==== SUPPLIED MATERIAL ====
//! Snapshot comparison for Atom feeds.
//!
//! Given two [`Feed`] values parsed at different times, the differ reports
//! the entries present on one side with no identity match on the other.
//! Identity is pluggable through [`EntryIdentity`]; the default is
//! [`TitleAndUpdated`].
//!
//! Two comparison modes exist:
//!
//! - [`compare_old_and_new`] - every entry of the newer snapshot missing
//!   from the older one. This is the usual "what's new" question.
//! - [`compare_items`] - entries unique to whichever snapshot has more
//!   entries, with an equal-length short-circuit (see below).
//!
//! # Equal-length short-circuit
//!
//! `compare_items` returns nothing when both feeds have the same number of
//! entries, even if every entry differs. Existing consumers depend on this,
//! so it is the default. Build a [`FeedDiffer`] with
//! [`FeedDiffer::with_equal_length_short_circuit`]`(false)` for a real
//! comparison.
//!
//! Both modes are O(n·m) linear scans. Results borrow from the input feeds
//! and keep the source side's document order.

mod identity;

pub use identity::{EntryIdentity, IdOrTitleAndUpdated, TitleAndUpdated};

use crate::feed::{Entry, Feed};

/// Configurable feed comparison.
#[derive(Debug, Clone)]
pub struct FeedDiffer<I = TitleAndUpdated> {
    identity: I,
    equal_length_short_circuit: bool,
}

impl Default for FeedDiffer<TitleAndUpdated> {
    fn default() -> Self {
        Self::new(TitleAndUpdated)
    }
}

impl<I: EntryIdentity> FeedDiffer<I> {
    pub fn new(identity: I) -> Self {
        Self {
            identity,
            equal_length_short_circuit: true,
        }
    }

    /// Controls the equal-length short-circuit of [`FeedDiffer::compare_items`].
    ///
    /// When disabled and both feeds have the same length, `feed_one` is
    /// treated as the bigger side.
    pub fn with_equal_length_short_circuit(mut self, enabled: bool) -> Self {
        self.equal_length_short_circuit = enabled;
        self
    }

    /// Entries of the feed with more entries that have no identity match in
    /// the other feed.
    ///
    /// Returns an empty vector when both feeds have the same number of
    /// entries and the short-circuit is enabled (the default).
    pub fn compare_items<'a>(&self, feed_one: &'a Feed, feed_two: &'a Feed) -> Vec<&'a Entry> {
        let (bigger, smaller) = match feed_two.entries.len().cmp(&feed_one.entries.len()) {
            std::cmp::Ordering::Greater => (feed_two, feed_one),
            std::cmp::Ordering::Less => (feed_one, feed_two),
            std::cmp::Ordering::Equal if self.equal_length_short_circuit => return Vec::new(),
            std::cmp::Ordering::Equal => (feed_one, feed_two),
        };
        self.unmatched(&bigger.entries, &smaller.entries)
    }

    /// Entries of `feed_new` that have no identity match in `feed_old`,
    /// regardless of either feed's size.
    pub fn compare_old_and_new<'a>(&self, feed_old: &Feed, feed_new: &'a Feed) -> Vec<&'a Entry> {
        self.unmatched(&feed_new.entries, &feed_old.entries)
    }

    fn unmatched<'a>(&self, source: &'a [Entry], other: &[Entry]) -> Vec<&'a Entry> {
        source
            .iter()
            .filter(|candidate| {
                !other
                    .iter()
                    .any(|existing| self.identity.same_entry(candidate, existing))
            })
            .collect()
    }
}

/// [`FeedDiffer::compare_items`] with the default identity and the
/// equal-length short-circuit enabled.
pub fn compare_items<'a>(feed_one: &'a Feed, feed_two: &'a Feed) -> Vec<&'a Entry> {
    FeedDiffer::default().compare_items(feed_one, feed_two)
}

/// [`FeedDiffer::compare_old_and_new`] with the default identity.
pub fn compare_old_and_new<'a>(feed_old: &Feed, feed_new: &'a Feed) -> Vec<&'a Entry> {
    FeedDiffer::default().compare_old_and_new(feed_old, feed_new)
}
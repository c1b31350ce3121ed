use futures::StreamExt;
use thiserror::Error;

use crate::config::FetchConfig;
use crate::diff::compare_old_and_new;
use crate::error::Error;
use crate::feed::model::{Entry, Feed};
use crate::feed::parser::{parse_feed_str, parse_str, ParseError};
use crate::util::{decode_document, validate_feed_url};

/// Errors that can occur while retrieving a document over HTTP.
#[derive(Debug, Error)]
pub enum FetchError {
    /// The URL failed validation (bad scheme, private host, etc.)
    #[error("Invalid URL: {0}")]
    InvalidUrl(String),
    /// Network-level error (DNS, connection, TLS, body read, etc.)
    #[error("Request failed: {0}")]
    Network(#[from] reqwest::Error),
    /// Response status other than 200 OK
    #[error("HTTP error: status {0}")]
    HttpStatus(u16),
    /// Request exceeded the configured timeout
    #[error("Request timed out")]
    Timeout,
    /// Response body exceeded the configured size limit
    #[error("Response too large")]
    ResponseTooLarge,
}

/// Result of polling a feed against an earlier snapshot.
#[derive(Debug, Clone)]
pub struct FeedUpdate {
    /// The freshly fetched snapshot, to keep for the next poll.
    pub feed: Feed,
    /// Decoded document text as served.
    pub raw: String,
    /// Entries of `feed` with no identity match in the previous snapshot.
    pub new_entries: Vec<Entry>,
}

/// Retrieves and decodes Atom documents over HTTP.
///
/// The HTTP client is injected so redirect, TLS and connection-pool policy
/// stay under the caller's control. No retries and no caching: each call is
/// exactly one GET. Dropping the returned future cancels the request.
#[derive(Debug, Clone)]
pub struct FeedFetcher {
    client: reqwest::Client,
    config: FetchConfig,
}

impl FeedFetcher {
    /// Wraps an existing client. `config` still governs the timeout, size
    /// limit and URL policy.
    pub fn new(client: reqwest::Client, config: FetchConfig) -> Self {
        Self { client, config }
    }

    /// Builds a fetcher with a client derived from `config`.
    pub fn from_config(config: FetchConfig) -> Result<Self, FetchError> {
        let client = config.build_client()?;
        Ok(Self::new(client, config))
    }

    pub fn config(&self) -> &FetchConfig {
        &self.config
    }

    /// Fetches a single Atom `<entry>` document.
    ///
    /// Returns the parsed entry together with the decoded document text, so
    /// callers can inspect or cache what the server sent.
    ///
    /// # Errors
    ///
    /// - [`FetchError::InvalidUrl`] - URL rejected before any I/O
    /// - [`FetchError::Network`] - request could not be sent or body failed
    /// - [`FetchError::HttpStatus`] - any status other than 200
    /// - [`FetchError::Timeout`] - configured timeout elapsed
    /// - [`FetchError::ResponseTooLarge`] - body exceeded `max_body_bytes`
    /// - [`crate::ParseError`] - body is not a decodable entry
    pub async fn parse_from_url(&self, url: &str) -> Result<(Entry, String), Error> {
        let bytes = self.fetch_bytes(url).await?;
        let text = decode_document(&bytes).map_err(ParseError::from)?;
        let entry = parse_str(&text)?;
        Ok((entry, text.into_owned()))
    }

    /// Fetches a full Atom `<feed>` document. Same failure modes as
    /// [`FeedFetcher::parse_from_url`].
    pub async fn fetch_feed(&self, url: &str) -> Result<(Feed, String), Error> {
        let bytes = self.fetch_bytes(url).await?;
        let text = decode_document(&bytes).map_err(ParseError::from)?;
        let feed = parse_feed_str(&text)?;
        Ok((feed, text.into_owned()))
    }

    /// Fetches the current snapshot of `url` and reports entries that are
    /// not in `previous`, using the default entry identity.
    pub async fn changes_since(&self, previous: &Feed, url: &str) -> Result<FeedUpdate, Error> {
        let (feed, raw) = self.fetch_feed(url).await?;
        let new_entries: Vec<Entry> = compare_old_and_new(previous, &feed)
            .into_iter()
            .cloned()
            .collect();

        tracing::debug!(
            url = %url,
            entries = feed.entries.len(),
            new = new_entries.len(),
            "Compared feed against previous snapshot"
        );

        Ok(FeedUpdate {
            feed,
            raw,
            new_entries,
        })
    }

    async fn fetch_bytes(&self, url: &str) -> Result<Vec<u8>, FetchError> {
        let validated = validate_feed_url(url, self.config.allow_private_hosts)
            .map_err(|e| FetchError::InvalidUrl(e.to_string()))?;

        tokio::time::timeout(self.config.timeout(), self.get(validated))
            .await
            .map_err(|_| {
                tracing::debug!(url = %url, timeout_secs = self.config.timeout_secs, "Feed request timed out");
                FetchError::Timeout
            })?
    }

    async fn get(&self, url: url::Url) -> Result<Vec<u8>, FetchError> {
        tracing::debug!(url = %url, "Fetching feed document");

        let response = self.client.get(url.clone()).send().await?;

        let status = response.status();
        if status != reqwest::StatusCode::OK {
            tracing::debug!(url = %url, status = status.as_u16(), "Feed request returned non-200 status");
            return Err(FetchError::HttpStatus(status.as_u16()));
        }

        let bytes = read_limited_bytes(response, self.config.max_body_bytes).await?;
        tracing::debug!(url = %url, bytes = bytes.len(), "Fetched feed document");
        Ok(bytes)
    }
}

async fn read_limited_bytes(
    response: reqwest::Response,
    limit: usize,
) -> Result<Vec<u8>, FetchError> {
    // Fast path: check Content-Length header
    if let Some(len) = response.content_length() {
        if len > limit as u64 {
            return Err(FetchError::ResponseTooLarge);
        }
    }

    let mut bytes = Vec::new();
    let mut stream = response.bytes_stream();

    while let Some(chunk) = stream.next().await {
        let chunk = chunk?;
        if bytes.len().saturating_add(chunk.len()) > limit {
            return Err(FetchError::ResponseTooLarge);
        }
        bytes.extend_from_slice(&chunk);
    }

    Ok(bytes)
}
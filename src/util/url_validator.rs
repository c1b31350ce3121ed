use std::net::IpAddr;
use thiserror::Error;
use url::Url;

/// Errors that can occur during feed URL validation.
#[derive(Error, Debug)]
pub enum UrlValidationError {
    /// The URL string could not be parsed.
    #[error("Invalid URL: {0}")]
    InvalidUrl(#[from] url::ParseError),
    /// The URL uses a scheme other than http or https.
    #[error("Unsupported scheme: {0} (only http/https allowed)")]
    UnsupportedScheme(String),
    /// The URL has no host component.
    #[error("URL has no host")]
    MissingHost,
    /// The URL points to a private/internal IP address.
    #[error("Private IP address not allowed: {0}")]
    PrivateIp(String),
    /// The URL points to localhost.
    #[error("Localhost not allowed")]
    Localhost,
}

/// Validates a URL string for use as a feed source.
///
/// Always rejects non-HTTP(S) schemes and host-less URLs. Unless
/// `allow_private_hosts` is set, also rejects localhost, loopback and
/// private/link-local ranges so a polled URL cannot be used to reach
/// internal services.
///
/// # Examples
///
/// ```
/// use atomdiff::util::validate_feed_url;
///
/// assert!(validate_feed_url("https://example.com/feed.atom", false).is_ok());
/// assert!(validate_feed_url("http://192.168.1.1/feed", false).is_err());
/// assert!(validate_feed_url("http://192.168.1.1/feed", true).is_ok());
/// assert!(validate_feed_url("file:///etc/passwd", true).is_err());
/// ```
pub fn validate_feed_url(url_str: &str, allow_private_hosts: bool) -> Result<Url, UrlValidationError> {
    let url = Url::parse(url_str)?;

    match url.scheme() {
        "http" | "https" => {}
        scheme => return Err(UrlValidationError::UnsupportedScheme(scheme.to_owned())),
    }

    let host = url.host_str().ok_or(UrlValidationError::MissingHost)?;
    if allow_private_hosts {
        return Ok(url);
    }

    if host == "localhost" {
        return Err(UrlValidationError::Localhost);
    }

    // Strip brackets from IPv6 addresses for parsing
    let host_for_parse = host
        .strip_prefix('[')
        .and_then(|h| h.strip_suffix(']'))
        .unwrap_or(host);

    if let Ok(ip) = host_for_parse.parse::<IpAddr>() {
        if ip.is_loopback() {
            return Err(UrlValidationError::Localhost);
        }
        if is_private_ip(&ip) {
            return Err(UrlValidationError::PrivateIp(ip.to_string()));
        }
    }

    Ok(url)
}

fn is_private_ip(ip: &IpAddr) -> bool {
    match ip {
        IpAddr::V4(ipv4) => {
            ipv4.is_private() || ipv4.is_link_local() || ipv4.is_unspecified()
        }
        IpAddr::V6(ipv6) => {
            if ipv6.is_unspecified() {
                return true;
            }
            let segments = ipv6.segments();
            // Unique Local (fc00::/7)
            let is_unique_local = (segments[0] & 0xfe00) == 0xfc00;
            // Link-Local (fe80::/10)
            let is_link_local = (segments[0] & 0xffc0) == 0xfe80;
            is_unique_local || is_link_local
        }
    }
}
//! Utility functions shared by the acquisition layer.
//!
//! - **Charset handling**: BOM/declaration-driven decoding of raw XML bytes
//! - **URL validation**: scheme checks and SSRF protection for polled URLs

mod charset;
mod url_validator;

pub use charset::{check_declared_charset, decode_document, CharsetError};
pub use url_validator::{validate_feed_url, UrlValidationError};
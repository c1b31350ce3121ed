//! Fetch settings, optionally loaded from a TOML file.
//!
//! The file is optional: a missing or empty file yields
//! `FetchConfig::default()`. Unknown keys are accepted but logged, since they
//! are most likely typos.
use serde::Deserialize;
use std::path::Path;
use std::time::Duration;
use thiserror::Error;

// ============================================================================
// Error Types
// ============================================================================

#[derive(Debug, Error)]
pub enum ConfigError {
    #[error("Failed to read config file: {0}")]
    Io(#[from] std::io::Error),

    #[error("Invalid TOML in config file: {0}")]
    Parse(#[from] toml::de::Error),

    #[error("Config file too large: {0}")]
    TooLarge(String),
}

// ============================================================================
// Configuration
// ============================================================================

/// HTTP policy for feed acquisition.
///
/// All fields use `#[serde(default)]` so any subset of keys can be specified.
#[derive(Debug, Clone, PartialEq, Eq, Deserialize)]
#[serde(default)]
pub struct FetchConfig {
    /// Whole-request timeout in seconds, covering connect, headers and body.
    pub timeout_secs: u64,

    /// Responses larger than this many bytes are rejected.
    pub max_body_bytes: usize,

    /// Redirects followed before giving up. 0 disables redirects.
    pub max_redirects: usize,

    /// `User-Agent` header sent with every request.
    pub user_agent: String,

    /// Permit localhost and private network targets. Off by default so a
    /// polled URL cannot be pointed at internal services.
    pub allow_private_hosts: bool,
}

impl Default for FetchConfig {
    fn default() -> Self {
        Self {
            timeout_secs: 30,
            max_body_bytes: 10 * 1024 * 1024, // 10MB
            max_redirects: 10,
            user_agent: concat!("atomdiff/", env!("CARGO_PKG_VERSION")).to_string(),
            allow_private_hosts: false,
        }
    }
}

impl FetchConfig {
    /// Maximum config file size (1 MB).
    const MAX_FILE_SIZE: u64 = 1_048_576;

    const KNOWN_KEYS: [&'static str; 5] = [
        "timeout_secs",
        "max_body_bytes",
        "max_redirects",
        "user_agent",
        "allow_private_hosts",
    ];

    pub fn timeout(&self) -> Duration {
        Duration::from_secs(self.timeout_secs)
    }

    /// Load configuration from a TOML file.
    ///
    /// - Missing file → `Ok(FetchConfig::default())`
    /// - Empty file → `Ok(FetchConfig::default())`
    /// - Invalid TOML → `Err(ConfigError::Parse)`
    /// - File over 1 MB → `Err(ConfigError::TooLarge)`
    pub fn load(path: &Path) -> Result<Self, ConfigError> {
        match std::fs::metadata(path) {
            Ok(meta) if meta.len() > Self::MAX_FILE_SIZE => {
                return Err(ConfigError::TooLarge(format!(
                    "Config file is {} bytes (max {} bytes)",
                    meta.len(),
                    Self::MAX_FILE_SIZE
                )));
            }
            Err(e) if e.kind() == std::io::ErrorKind::NotFound => {
                tracing::debug!(path = %path.display(), "No config file found, using defaults");
                return Ok(Self::default());
            }
            Err(e) => return Err(ConfigError::Io(e)),
            Ok(_) => {}
        }

        let content = match std::fs::read_to_string(path) {
            Ok(c) => c,
            Err(e) if e.kind() == std::io::ErrorKind::NotFound => {
                // File deleted between metadata and read
                tracing::debug!(path = %path.display(), "Config file disappeared, using defaults");
                return Ok(Self::default());
            }
            Err(e) => return Err(ConfigError::Io(e)),
        };

        Self::from_toml(&content)
    }

    /// Parse configuration from TOML text. Blank text gives the defaults.
    pub fn from_toml(content: &str) -> Result<Self, ConfigError> {
        if content.trim().is_empty() {
            return Ok(Self::default());
        }

        if let Ok(raw) = content.parse::<toml::Table>() {
            for key in raw.keys() {
                if !Self::KNOWN_KEYS.contains(&key.as_str()) {
                    tracing::warn!(key = %key, "Unknown key in config file, ignoring");
                }
            }
        }

        let config: FetchConfig = toml::from_str(content)?;
        tracing::info!(
            timeout_secs = config.timeout_secs,
            max_body_bytes = config.max_body_bytes,
            "Loaded fetch configuration"
        );
        Ok(config)
    }

    /// Builds an HTTP client honouring the redirect and user-agent policy.
    ///
    /// The timeout is applied per request by the fetcher, so clients
    /// supplied by the caller get the same treatment.
    pub fn build_client(&self) -> Result<reqwest::Client, reqwest::Error> {
        let redirect = if self.max_redirects == 0 {
            reqwest::redirect::Policy::none()
        } else {
            reqwest::redirect::Policy::limited(self.max_redirects)
        };

        reqwest::Client::builder()
            .user_agent(self.user_agent.clone())
            .redirect(redirect)
            .build()
    }
}

// ============================================================================
// Tests
// ============================================================================
//! Atom feed acquisition and snapshot diffing for polling feed monitors.
//!
//! The crate answers one question: which entries changed between two
//! fetches of the same feed?
//!
//! - [`feed`] parses Atom `<entry>` and `<feed>` documents from text, bytes
//!   or a URL
//! - [`diff`] compares two parsed [`Feed`] snapshots
//!
//! ```
//! use atomdiff::{compare_old_and_new, parse_feed_str};
//!
//! let old = parse_feed_str(
//!     "<feed><entry><title>A</title><updated>2024-01-01T00:00:00Z</updated></entry></feed>",
//! ).unwrap();
//! let new = parse_feed_str(
//!     "<feed>\
//!        <entry><title>B</title><updated>2024-01-02T00:00:00Z</updated></entry>\
//!        <entry><title>A</title><updated>2024-01-01T00:00:00Z</updated></entry>\
//!      </feed>",
//! ).unwrap();
//!
//! let added = compare_old_and_new(&old, &new);
//! assert_eq!(added.len(), 1);
//! assert_eq!(added[0].title, "B");
//! ```

pub mod config;
pub mod diff;
mod error;
pub mod feed;
pub mod util;

pub use config::{ConfigError, FetchConfig};
pub use diff::{compare_items, compare_old_and_new, EntryIdentity, FeedDiffer};
pub use error::Error;
pub use feed::{
    parse_bytes, parse_feed_bytes, parse_feed_str, parse_str, Entry, Feed, FeedFetcher,
    FeedUpdate, FetchError, ParseError,
};
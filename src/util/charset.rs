use std::borrow::Cow;

use encoding_rs::{Encoding, UTF_16BE, UTF_16LE, UTF_8};
use quick_xml::events::Event;
use quick_xml::Reader;
use thiserror::Error;

/// Errors raised while resolving or applying a document's character encoding.
#[derive(Debug, Error, PartialEq, Eq)]
pub enum CharsetError {
    /// The XML declaration names an encoding label we cannot map.
    #[error("Unsupported charset: {0}")]
    Unsupported(String),
    /// The bytes are not valid in the resolved encoding.
    #[error("Document is not valid {encoding}")]
    Malformed { encoding: &'static str },
}

/// Decodes a raw XML document into Unicode text.
///
/// Resolution order follows XML 1.0 Appendix F:
///
/// 1. A byte order mark wins and is stripped
/// 2. BOM-less UTF-16 is sniffed from the `<?` pattern
/// 3. The `encoding` label of the XML declaration
/// 4. UTF-8
///
/// Returns a borrowed string when the input is already valid UTF-8.
pub fn decode_document(bytes: &[u8]) -> Result<Cow<'_, str>, CharsetError> {
    let (encoding, body) = match Encoding::for_bom(bytes) {
        Some((encoding, bom_len)) => (encoding, &bytes[bom_len..]),
        None => (sniff_encoding(bytes)?, bytes),
    };

    tracing::trace!(encoding = encoding.name(), len = body.len(), "Decoding XML document");

    encoding
        .decode_without_bom_handling_and_without_replacement(body)
        .ok_or(CharsetError::Malformed {
            encoding: encoding.name(),
        })
}

/// Verifies that a document which is already Unicode declares a known charset.
///
/// Nothing is transcoded; an unrecognised label is still an error because
/// the document claims an encoding we could not have honoured.
pub fn check_declared_charset(text: &str) -> Result<(), CharsetError> {
    declared_encoding(text.as_bytes()).map(|_| ())
}

fn sniff_encoding(bytes: &[u8]) -> Result<&'static Encoding, CharsetError> {
    match bytes {
        [0x3C, 0x00, 0x3F, 0x00, ..] => return Ok(UTF_16LE),
        [0x00, 0x3C, 0x00, 0x3F, ..] => return Ok(UTF_16BE),
        _ => {}
    }

    match declared_encoding(bytes)? {
        // An ASCII-compatible stream cannot really be UTF-16; the label is wrong
        Some(enc) if enc == UTF_16LE || enc == UTF_16BE => Ok(UTF_8),
        Some(enc) => Ok(enc),
        None => Ok(UTF_8),
    }
}

/// Reads the `encoding` pseudo-attribute of a leading XML declaration.
///
/// Returns `Ok(None)` when there is no declaration, no label, or the
/// declaration is too broken to read. The parser reports the latter.
fn declared_encoding(bytes: &[u8]) -> Result<Option<&'static Encoding>, CharsetError> {
    let mut reader = Reader::from_reader(bytes);

    let decl = match reader.read_event() {
        Ok(Event::Decl(decl)) => decl,
        _ => return Ok(None),
    };

    let label = match decl.encoding() {
        Some(Ok(label)) => label,
        _ => return Ok(None),
    };

    match Encoding::for_label(label.as_ref()) {
        Some(encoding) => Ok(Some(encoding)),
        None => Err(CharsetError::Unsupported(
            String::from_utf8_lossy(label.as_ref()).into_owned(),
        )),
    }
}
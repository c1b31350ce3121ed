use thiserror::Error;

use crate::feed::{FetchError, ParseError};

/// Failure of a fetch-and-parse operation.
///
/// Both variants are transparent so the underlying cause is reported
/// exactly as the lower layer produced it.
#[derive(Debug, Error)]
pub enum Error {
    #[error(transparent)]
    Fetch(#[from] FetchError),
    #[error(transparent)]
    Parse(#[from] ParseError),
}
//! Atom document model and acquisition.
//!
//! - **Model**: [`Feed`], [`Entry`] and the Atom constructs they carry
//! - **Parsing**: charset-aware decoding of `<entry>` and `<feed>` documents
//! - **Fetching**: single-GET HTTP retrieval through an injected client
//!
//! # Example
//!
//! ```ignore
//! use atomdiff::{FeedFetcher, FetchConfig};
//!
//! let fetcher = FeedFetcher::from_config(FetchConfig::default())?;
//! let (snapshot, _raw) = fetcher.fetch_feed("https://example.com/feed.atom").await?;
//!
//! // Later
//! let update = fetcher.changes_since(&snapshot, "https://example.com/feed.atom").await?;
//! for entry in &update.new_entries {
//!     println!("new: {}", entry.title);
//! }
//! ```

mod fetcher;
mod model;
mod parser;

pub use fetcher::{FeedFetcher, FeedUpdate, FetchError};
pub use model::{Entry, Feed, Link, Person, Text};
pub use parser::{parse_bytes, parse_feed_bytes, parse_feed_str, parse_str, ParseError};
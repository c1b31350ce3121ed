use chrono::{DateTime, FixedOffset};

// ============================================================================
// Atom Documents
// ============================================================================

/// A parsed Atom `<feed>` document.
///
/// Entries keep the order in which they appear in the source document.
/// That order carries no meaning for comparison; see [`crate::diff`].
#[derive(Debug, Clone, Default, PartialEq, Eq)]
pub struct Feed {
    pub id: String,
    pub title: String,
    pub updated: String,
    pub links: Vec<Link>,
    pub author: Option<Person>,
    pub entries: Vec<Entry>,
}

/// A single Atom `<entry>`.
///
/// Text fields hold the character data exactly as it appeared in the
/// document, whitespace included. Entry identity compares these raw values,
/// so no normalisation happens at parse time.
#[derive(Debug, Clone, Default, PartialEq, Eq)]
pub struct Entry {
    pub title: String,
    pub id: String,
    pub links: Vec<Link>,
    pub published: String,
    pub updated: String,
    pub author: Option<Person>,
    pub summary: Option<Text>,
    pub content: Option<Text>,
}

/// An Atom `<link>` element. All fields come from attributes.
#[derive(Debug, Clone, Default, PartialEq, Eq)]
pub struct Link {
    pub rel: String,
    pub href: String,
    pub media_type: String,
    pub hreflang: String,
    pub title: String,
    pub length: Option<u64>,
}

#[derive(Debug, Clone, Default, PartialEq, Eq)]
pub struct Person {
    pub name: String,
    pub uri: String,
    pub email: String,
}

/// A text construct such as `<summary>` or `<content>`.
#[derive(Debug, Clone, Default, PartialEq, Eq)]
pub struct Text {
    /// The `type` attribute (`text`, `html`, `xhtml`), empty when absent.
    pub kind: String,
    pub body: String,
}

// ============================================================================
// Accessors
// ============================================================================

impl Entry {
    /// `updated` parsed as RFC 3339, or `None` when absent or malformed.
    ///
    /// Surrounding whitespace is ignored here only; [`Entry::updated`]
    /// itself keeps the raw text.
    pub fn updated_at(&self) -> Option<DateTime<FixedOffset>> {
        parse_timestamp(&self.updated)
    }

    /// `published` parsed as RFC 3339, or `None` when absent or malformed.
    pub fn published_at(&self) -> Option<DateTime<FixedOffset>> {
        parse_timestamp(&self.published)
    }

    /// The entry's preferred link target.
    ///
    /// Picks the first `rel="alternate"` link (a missing `rel` means
    /// alternate per RFC 4287), falling back to the first link of any kind.
    pub fn link(&self) -> Option<&str> {
        self.links
            .iter()
            .find(|l| l.rel.is_empty() || l.rel == "alternate")
            .or_else(|| self.links.first())
            .map(|l| l.href.as_str())
    }
}

impl Feed {
    pub fn len(&self) -> usize {
        self.entries.len()
    }

    pub fn is_empty(&self) -> bool {
        self.entries.is_empty()
    }
}

fn parse_timestamp(raw: &str) -> Option<DateTime<FixedOffset>> {
    let raw = raw.trim();
    if raw.is_empty() {
        return None;
    }
    DateTime::parse_from_rfc3339(raw).ok()
}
====
Gather each line from the listing above that holds "MissingHost".

    MissingHost,
    let host = url.host_str().ok_or(UrlValidationError::MissingHost)?;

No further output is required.